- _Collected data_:

- - - - - - -

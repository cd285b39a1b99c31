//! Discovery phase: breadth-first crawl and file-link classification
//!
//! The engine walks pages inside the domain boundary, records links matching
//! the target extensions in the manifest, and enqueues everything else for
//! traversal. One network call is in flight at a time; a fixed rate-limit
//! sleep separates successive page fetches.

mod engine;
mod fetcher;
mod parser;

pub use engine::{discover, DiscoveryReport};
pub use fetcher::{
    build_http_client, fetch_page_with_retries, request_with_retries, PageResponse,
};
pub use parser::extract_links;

- - - - - - -

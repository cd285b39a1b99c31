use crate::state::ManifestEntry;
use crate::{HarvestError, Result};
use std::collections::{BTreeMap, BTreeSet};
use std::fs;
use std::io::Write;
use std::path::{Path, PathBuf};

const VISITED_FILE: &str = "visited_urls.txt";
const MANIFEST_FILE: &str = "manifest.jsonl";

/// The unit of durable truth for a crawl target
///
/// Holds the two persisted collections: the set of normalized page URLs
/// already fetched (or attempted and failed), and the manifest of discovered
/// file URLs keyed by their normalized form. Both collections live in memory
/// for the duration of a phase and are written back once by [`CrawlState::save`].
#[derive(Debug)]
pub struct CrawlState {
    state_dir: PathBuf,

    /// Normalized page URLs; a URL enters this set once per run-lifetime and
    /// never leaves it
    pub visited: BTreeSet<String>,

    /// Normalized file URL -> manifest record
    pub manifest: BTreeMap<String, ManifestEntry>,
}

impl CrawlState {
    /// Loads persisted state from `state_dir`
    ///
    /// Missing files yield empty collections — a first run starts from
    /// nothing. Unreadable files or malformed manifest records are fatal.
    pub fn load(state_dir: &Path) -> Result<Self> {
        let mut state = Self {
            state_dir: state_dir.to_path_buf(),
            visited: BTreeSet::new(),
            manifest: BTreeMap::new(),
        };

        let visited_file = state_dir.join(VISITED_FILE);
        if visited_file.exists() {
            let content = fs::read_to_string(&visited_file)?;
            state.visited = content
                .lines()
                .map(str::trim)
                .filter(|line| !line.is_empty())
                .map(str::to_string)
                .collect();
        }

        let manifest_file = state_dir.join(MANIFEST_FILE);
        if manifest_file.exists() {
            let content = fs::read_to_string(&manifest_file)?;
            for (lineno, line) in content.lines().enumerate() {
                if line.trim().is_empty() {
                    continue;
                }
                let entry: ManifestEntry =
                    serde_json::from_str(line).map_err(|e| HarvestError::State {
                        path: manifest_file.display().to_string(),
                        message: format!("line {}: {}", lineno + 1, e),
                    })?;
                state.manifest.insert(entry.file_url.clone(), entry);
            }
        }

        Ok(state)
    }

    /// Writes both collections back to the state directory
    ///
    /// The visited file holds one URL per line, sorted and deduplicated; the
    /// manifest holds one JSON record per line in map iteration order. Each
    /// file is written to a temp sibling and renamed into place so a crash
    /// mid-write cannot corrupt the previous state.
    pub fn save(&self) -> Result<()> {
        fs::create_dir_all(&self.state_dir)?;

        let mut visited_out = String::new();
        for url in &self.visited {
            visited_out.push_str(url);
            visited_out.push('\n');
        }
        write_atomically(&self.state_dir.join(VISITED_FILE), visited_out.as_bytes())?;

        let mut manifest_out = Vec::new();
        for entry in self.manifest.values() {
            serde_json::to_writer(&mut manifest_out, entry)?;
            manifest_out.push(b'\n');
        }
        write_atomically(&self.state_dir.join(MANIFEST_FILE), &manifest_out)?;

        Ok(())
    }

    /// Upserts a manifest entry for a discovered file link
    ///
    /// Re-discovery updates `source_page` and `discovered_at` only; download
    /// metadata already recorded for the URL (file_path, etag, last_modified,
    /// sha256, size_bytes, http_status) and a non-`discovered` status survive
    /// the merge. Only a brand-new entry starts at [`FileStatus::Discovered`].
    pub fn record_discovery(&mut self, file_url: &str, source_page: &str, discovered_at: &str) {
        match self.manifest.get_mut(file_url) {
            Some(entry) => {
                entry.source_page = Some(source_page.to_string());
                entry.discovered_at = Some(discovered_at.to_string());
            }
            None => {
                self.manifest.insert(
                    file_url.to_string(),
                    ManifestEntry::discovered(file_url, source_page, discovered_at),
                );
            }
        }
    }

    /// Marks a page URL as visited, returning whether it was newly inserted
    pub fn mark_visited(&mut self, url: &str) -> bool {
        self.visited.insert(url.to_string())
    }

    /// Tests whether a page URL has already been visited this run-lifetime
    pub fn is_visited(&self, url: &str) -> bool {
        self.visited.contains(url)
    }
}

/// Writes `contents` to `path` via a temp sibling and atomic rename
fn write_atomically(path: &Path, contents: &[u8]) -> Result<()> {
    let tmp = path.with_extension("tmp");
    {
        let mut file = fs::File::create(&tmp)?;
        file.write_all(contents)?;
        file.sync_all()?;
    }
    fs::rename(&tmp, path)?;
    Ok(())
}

- - - - - - -

- _Exercise prompt_: The lines in the entries above that carry the word "target" must be copied.

- _Task result_:
//! the target extensions in the manifest, and enqueues everything else for
/// The unit of durable truth for a crawl target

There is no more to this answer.